Sometimes the first action to correct a problem on the spot was like pouring water on an oil fire. Didn’t cause the fire but sure did not help the situation, and in some cases it really made the problem. Many problem solvers just look for the root causes that caused a problem and not what also made it worse.

Here are just a few examples of actions or lack of actions that made the initial problem grow larger in extent if not worse at the end of the day:

  1. Flint River Lead Exposure Delayed Response
  2. Firestone Tire Delayed Recall
  3. 1947 Explosion Caused by Incorrect Response to Initial Fire
  4. A case closer to this article writer’s life when the wrong medicine was given for heart failure of loved one: Root Cause Analysis Tip: Patient’s heart stopped twice in the Emergency Room… what was missed?

So why do I say “improved ability to recover from a problem” is a new concept for many doing root cause analyses today? Simple, many start and stay with “why did the problem occur.” Read more on how to improve the use of the more simple “why” tools if you have to use them:  A Look at 3 Popular Quick Idea Based Root Cause Analysis Techniques: 5-Whys, Fishbone Diagrams and Brainstorming.


The easiest way to improve the ability to respond to a problem is to map out a timeline for actions that occurred before the problem occurred, and the immediate responses to control or correct the problem. If the response made things worse, then perform a root cause analysis on that problem as well.

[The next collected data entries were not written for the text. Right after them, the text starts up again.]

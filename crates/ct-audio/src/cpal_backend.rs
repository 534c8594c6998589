//! CPAL-based audio output backend.

use cpal::traits::{DeviceTrait, HostTrait, StreamTrait};
use cpal::{Device, SampleFormat, SampleRate, Stream, StreamConfig};
use ringbuf::traits::{Consumer, Observer, Producer, Split};
use ringbuf::{HeapCons, HeapProd, HeapRb};
use std::sync::atomic::{AtomicBool, Ordering};
use std::sync::Arc;
use std::time::{Duration, Instant};
use tracing::{debug, error, warn};

use crate::traits::{AudioError, AudioOutput};

/// 16.16 fixed-point unit for the sample-rate converter.
const RATE_ONE: u64 = 1 << 16;

/// How long `write` waits for the callback to free any room.
const STALL_TIMEOUT: Duration = Duration::from_millis(500);

/// Slack on top of the buffer's play time before `flush` gives up.
const FLUSH_MARGIN: Duration = Duration::from_millis(250);

const POLL_INTERVAL: Duration = Duration::from_millis(1);

/// Push all of `samples`, sleeping while the buffer is full.
///
/// Fails with [`AudioError::NotRunning`] once `running` clears, and with
/// [`AudioError::Playback`] if no sample could be queued for
/// `stall_timeout`, i.e. the consumer stopped draining.
fn push_blocking<P>(
    producer: &mut P,
    samples: &[i16],
    running: &AtomicBool,
    stall_timeout: Duration,
) -> Result<(), AudioError>
where
    P: Producer<Item = i16>,
{
    let mut rest = samples;
    let mut last_progress = Instant::now();
    while !rest.is_empty() {
        if !running.load(Ordering::Relaxed) {
            return Err(AudioError::NotRunning);
        }
        let pushed = producer.push_slice(rest);
        if pushed > 0 {
            rest = &rest[pushed..];
            last_progress = Instant::now();
            continue;
        }
        if last_progress.elapsed() >= stall_timeout {
            return Err(AudioError::Playback(format!(
                "output stalled with {} samples unqueued",
                rest.len()
            )));
        }
        std::thread::sleep(POLL_INTERVAL);
    }
    Ok(())
}

/// Wait until the buffer is empty or `timeout` passes. Returns whether it
/// drained.
fn wait_drained<O>(buffer: &O, timeout: Duration) -> bool
where
    O: Observer + ?Sized,
{
    let deadline = Instant::now() + timeout;
    while buffer.occupied_len() > 0 {
        if Instant::now() >= deadline {
            return false;
        }
        std::thread::sleep(POLL_INTERVAL);
    }
    true
}

/// CPAL-based audio output.
///
/// Mono samples go through a lock-free ring buffer to the device callback,
/// which copies each one to every device channel. When the device cannot
/// run at the source rate the callback holds or skips samples to match.
pub struct CpalOutput {
    device: Device,
    config: StreamConfig,
    source_rate: u32,
    stream: Option<Stream>,
    producer: HeapProd<i16>,
    running: Arc<AtomicBool>,
    flush_timeout: Duration,
}

impl CpalOutput {
    /// Open the default device, preferring a config at `source_rate`.
    pub fn new(source_rate: u32) -> Result<(Self, HeapCons<i16>), AudioError> {
        let host = cpal::default_host();
        let device = host.default_output_device().ok_or(AudioError::NoDevice)?;

        let exact = device
            .supported_output_configs()
            .map_err(|e| AudioError::DeviceInit(e.to_string()))?
            .filter(|range| range.sample_format() == SampleFormat::F32)
            .find(|range| {
                range.min_sample_rate().0 <= source_rate && source_rate <= range.max_sample_rate().0
            })
            .map(|range| range.with_sample_rate(SampleRate(source_rate)));

        let config: StreamConfig = match exact {
            Some(supported) => supported.into(),
            None => {
                let fallback = device
                    .default_output_config()
                    .map_err(|e| AudioError::DeviceInit(e.to_string()))?;
                warn!(
                    source_rate,
                    device_rate = fallback.sample_rate().0,
                    "device does not support source rate, resampling"
                );
                fallback.into()
            }
        };
        debug!(
            channels = config.channels,
            rate = config.sample_rate.0,
            "opened output device"
        );

        // About 100ms of source audio
        let buffer_size = (source_rate as usize / 10).max(1024);
        let rb = HeapRb::<i16>::new(buffer_size);
        let (producer, consumer) = rb.split();
        let flush_timeout =
            Duration::from_secs_f64(buffer_size as f64 / source_rate.max(1) as f64) + FLUSH_MARGIN;

        let output = Self {
            device,
            config,
            source_rate,
            stream: None,
            producer,
            running: Arc::new(AtomicBool::new(false)),
            flush_timeout,
        };

        Ok((output, consumer))
    }

    /// Build and start the audio stream.
    pub fn build_stream(&mut self, mut consumer: HeapCons<i16>) -> Result<(), AudioError> {
        let running = self.running.clone();
        let channels = self.config.channels as usize;
        let step = (self.source_rate as u64 * RATE_ONE) / self.config.sample_rate.0 as u64;
        // Position within the current source sample; starts due
        let mut frac = RATE_ONE;
        let mut current = 0.0f32;

        let stream = self
            .device
            .build_output_stream(
                &self.config,
                move |data: &mut [f32], _: &cpal::OutputCallbackInfo| {
                    if !running.load(Ordering::Relaxed) {
                        data.fill(0.0);
                        return;
                    }

                    for frame in data.chunks_mut(channels) {
                        while frac >= RATE_ONE {
                            frac -= RATE_ONE;
                            current = consumer.try_pop().map_or(0.0, |s| s as f32 / 32768.0);
                        }
                        frac += step;
                        frame.fill(current);
                    }
                },
                |err| error!("audio stream error: {}", err),
                None,
            )
            .map_err(|e| AudioError::StreamCreate(e.to_string()))?;

        stream.play().map_err(|e| AudioError::Playback(e.to_string()))?;
        self.stream = Some(stream);

        Ok(())
    }
}

impl AudioOutput for CpalOutput {
    fn sample_rate(&self) -> u32 {
        self.source_rate
    }

    fn write(&mut self, samples: &[i16]) -> Result<(), AudioError> {
        push_blocking(&mut self.producer, samples, &self.running, STALL_TIMEOUT)
    }

    fn start(&mut self) -> Result<(), AudioError> {
        self.running.store(true, Ordering::Relaxed);
        if let Some(ref stream) = self.stream {
            stream.play().map_err(|e| AudioError::Playback(e.to_string()))?;
        }
        Ok(())
    }

    fn stop(&mut self) -> Result<(), AudioError> {
        self.running.store(false, Ordering::Relaxed);
        if let Some(ref stream) = self.stream {
            stream.pause().map_err(|e| AudioError::Playback(e.to_string()))?;
        }
        Ok(())
    }

    fn flush(&mut self) -> Result<(), AudioError> {
        if self.stream.is_none() || !self.running.load(Ordering::Relaxed) {
            return Ok(());
        }
        if wait_drained(&self.producer, self.flush_timeout) {
            return Ok(());
        }
        let left = self.producer.occupied_len();
        warn!(left, timeout = ?self.flush_timeout, "output did not drain");
        Err(AudioError::Playback(format!("{left} samples left unplayed")))
    }
}
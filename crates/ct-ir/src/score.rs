//! Step and track types for tracker scores.

use alloc::vec::Vec;
use arrayvec::ArrayString;

/// Chromatic note alphabet, one symbol per semitone starting at C.
/// Uppercase letters are naturals, lowercase letters are flats.
pub const NOTE_LETTERS: &str = "CdDeEFgGaAbB";

/// Semitone (0-11) for a note letter.
pub fn letter_semitone(letter: char) -> Option<u8> {
    NOTE_LETTERS.find(letter).map(|idx| idx as u8)
}

/// Note letter for a semitone (0-11).
pub fn semitone_letter(semitone: u8) -> Option<char> {
    NOTE_LETTERS.chars().nth(semitone as usize)
}

/// One score step.
#[derive(Clone, Copy, Debug, Default, PartialEq, Eq)]
pub enum Step {
    /// Start a note. `semitone` is 0-11, `octave` 0-9.
    Note { semitone: u8, octave: u8 },
    /// Keep whatever the previous step left playing.
    #[default]
    Sustain,
    /// Release the current note.
    NoteOff,
    /// Fire a percussion hit.
    Trigger,
}

/// A looping sequence of steps.
#[derive(Clone, Debug, Default, PartialEq, Eq)]
pub struct Track {
    pub name: ArrayString<32>,
    pub steps: Vec<Step>,
}

impl Track {
    pub fn new(name: &str, steps: Vec<Step>) -> Self {
        let mut track_name = ArrayString::new();
        let _ = track_name.try_push_str(name);
        Self { name: track_name, steps }
    }

    pub fn len(&self) -> usize {
        self.steps.len()
    }

    pub fn is_empty(&self) -> bool {
        self.steps.is_empty()
    }

    /// Step played at song position `count`; tracks loop on their own length.
    pub fn step_at(&self, count: u64) -> Option<Step> {
        if self.steps.is_empty() {
            return None;
        }
        Some(self.steps[(count % self.steps.len() as u64) as usize])
    }
}
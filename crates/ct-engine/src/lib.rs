//! Sound-chip engine for chiptrack.
//!
//! Fixed-point pulse and noise voices, the tick sequencer that drives them
//! from a [`ct_ir::Song`], a polyphonic pulse pool for keyboard-style note
//! entry, and the lookup-table derivation used for hardware export.

#![cfg_attr(not(feature = "std"), no_std)]

extern crate alloc;

mod clock;
mod envelope;
mod noise;
mod pitch;
mod poly;
mod pulse;
mod sequencer;
pub mod tables;
mod voice;

pub use clock::Clock;
pub use envelope::{ceil_shift, AdsrStage, Envelope, EnvelopeEvent, Vibrato};
pub use noise::NoiseVoice;
pub use pitch::{letter_to_increment, midi_increment, note_increment, phase_increment, PitchTable};
pub use poly::{PulsePool, VoiceId, POLYPHONY};
pub use pulse::PulseVoice;
pub use sequencer::{Engine, Position, SequencedVoice, BLOCK_SIZE};
pub use tables::{percussion_tables, pitched_tables, PercussionTables, PitchedTables, TableKind};
pub use voice::{ChipVoice, Voice};
//! Polyphonic keyboard pool of pulse voices.

use alloc::vec::Vec;
use ct_ir::VoiceConfig;

use crate::envelope::AdsrStage;
use crate::pulse::PulseVoice;

/// Identifier for a voice slot in the pool.
pub type VoiceId = usize;

/// Voices in a keyboard pool unless asked otherwise.
pub const POLYPHONY: usize = 4;

#[derive(Clone, Debug)]
struct Slot {
    voice: PulseVoice,
    /// MIDI note last started on this slot
    note: Option<u8>,
}

/// Fixed set of identically configured pulse voices played by note number.
#[derive(Clone, Debug)]
pub struct PulsePool {
    slots: Vec<Slot>,
}

impl PulsePool {
    pub fn new(config: VoiceConfig, sample_rate: u32, polyphony: usize) -> Self {
        let slots = (0..polyphony)
            .map(|_| Slot { voice: PulseVoice::new(config, sample_rate), note: None })
            .collect();
        Self { slots }
    }

    /// Start `note` on a free or stolen voice, returning the slot used.
    /// Velocity 0 releases the note instead. Returns `None` when every
    /// voice is still held.
    pub fn note_on(&mut self, note: u8, velocity: u8) -> Option<VoiceId> {
        if velocity == 0 {
            self.note_off(note);
            return None;
        }
        let id = self.steal_slot()?;
        let slot = &mut self.slots[id];
        slot.voice.on_midi_note(note, velocity);
        slot.note = Some(note);
        Some(id)
    }

    /// Release every voice playing `note`. Returns how many were released.
    pub fn note_off(&mut self, note: u8) -> usize {
        let mut released = 0;
        for slot in &mut self.slots {
            if slot.note == Some(note) && slot.voice.stage() != AdsrStage::Idle {
                slot.voice.on_note_off();
                released += 1;
            }
        }
        released
    }

    /// Pick a slot for a new note: the first idle one, otherwise the
    /// quietest voice already in release. Held voices are never taken.
    fn steal_slot(&self) -> Option<VoiceId> {
        if let Some(id) = self.slots.iter().position(|s| s.voice.stage() == AdsrStage::Idle) {
            return Some(id);
        }
        self.slots
            .iter()
            .enumerate()
            .filter(|(_, s)| s.voice.stage() == AdsrStage::Release)
            .min_by_key(|(_, s)| s.voice.volume())
            .map(|(id, _)| id)
    }

    pub fn voice(&self, id: VoiceId) -> Option<&PulseVoice> {
        self.slots.get(id).map(|s| &s.voice)
    }

    pub fn polyphony(&self) -> usize {
        self.slots.len()
    }

    /// Voices that are not idle.
    pub fn active_count(&self) -> usize {
        self.slots.iter().filter(|s| s.voice.stage() != AdsrStage::Idle).count()
    }

    pub fn tick_envelope(&mut self) {
        for slot in &mut self.slots {
            slot.voice.tick_envelope();
        }
    }

    /// Add every voice into `buffer`.
    pub fn render(&mut self, buffer: &mut [i32]) {
        for slot in &mut self.slots {
            slot.voice.render(buffer);
        }
    }
}
//! Note-to-phase-increment conversion.
//!
//! An oscillator whose `phase_bits`-wide accumulator is advanced by the
//! returned increment once per sample wraps at the equal-tempered frequency
//! of the note. The live player and the table exporter both go through
//! these functions, so their results must stay bit-exact.

use ct_ir::{letter_semitone, VoiceConfig};

/// Low reference A, three semitones below note index 0.
const REFERENCE_HZ: f64 = 55.0;

/// Note index 0 is the C three semitones above the reference A.
const REFERENCE_OFFSET: i32 = 3;

/// MIDI note number of note index 0 (C2, 65.4 Hz). MIDI 69 is A440.
pub const MIDI_NOTE_OFFSET: i32 = 36;

/// Fixed-point phase step for `note_index` semitones above the reference.
///
/// `round(55 * 2^((note_index + 3) / 12) * 2^phase_bits / sample_rate)`.
/// Returns 0 for a zero sample rate.
pub fn phase_increment(note_index: i32, phase_bits: u8, sample_rate: u32) -> u32 {
    if sample_rate == 0 {
        return 0;
    }
    let freq = REFERENCE_HZ * libm::exp2((note_index + REFERENCE_OFFSET) as f64 / 12.0);
    let inc = libm::round(freq * libm::exp2(phase_bits as f64) / sample_rate as f64);
    inc.clamp(0.0, u32::MAX as f64) as u32
}

/// Phase step for a semitone/octave pair shifted by `transpose` octaves.
pub fn note_increment(semitone: u8, octave: u8, transpose: i8, phase_bits: u8, sample_rate: u32) -> u32 {
    let index = semitone as i32 + 12 * (octave as i32 + transpose as i32);
    phase_increment(index, phase_bits, sample_rate)
}

/// Phase step for a MIDI note number shifted by `transpose` octaves.
pub fn midi_increment(note: u8, transpose: i8, phase_bits: u8, sample_rate: u32) -> u32 {
    let index = note as i32 - MIDI_NOTE_OFFSET + 12 * transpose as i32;
    phase_increment(index, phase_bits, sample_rate)
}

/// Phase step for a score letter and octave digit.
///
/// Returns `None` if the letter is not in the note alphabet or the octave
/// is not a decimal digit.
pub fn letter_to_increment(
    letter: char,
    octave_digit: char,
    transpose: i8,
    phase_bits: u8,
    sample_rate: u32,
) -> Option<u32> {
    let semitone = letter_semitone(letter)?;
    let octave = octave_digit.to_digit(10)? as u8;
    Some(note_increment(semitone, octave, transpose, phase_bits, sample_rate))
}

/// Pitch lookup bound to one voice's phase width and transpose.
#[derive(Clone, Copy, Debug, PartialEq, Eq)]
pub struct PitchTable {
    pub phase_bits: u8,
    pub transpose: i8,
    pub sample_rate: u32,
}

impl PitchTable {
    pub fn new(phase_bits: u8, transpose: i8, sample_rate: u32) -> Self {
        Self { phase_bits, transpose, sample_rate }
    }

    pub fn for_voice(config: &VoiceConfig, sample_rate: u32) -> Self {
        Self::new(config.phase_bits, config.octave_transpose, sample_rate)
    }

    pub fn increment(&self, semitone: u8, octave: u8) -> u32 {
        note_increment(semitone, octave, self.transpose, self.phase_bits, self.sample_rate)
    }

    pub fn midi(&self, note: u8) -> u32 {
        midi_increment(note, self.transpose, self.phase_bits, self.sample_rate)
    }
}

The last topic is prevention. The intent of a root cause analysis is not just to find the one “rootiest cause” or even a multitude of root causes. The intent is to find the problems and root causes that caused the problem and the problems that failed to catch/stop the problem AND THEN Eliminate or Mitigate those root causes so that future problems can be prevented or at the minimum, have the probability of the problems occurrence reduced.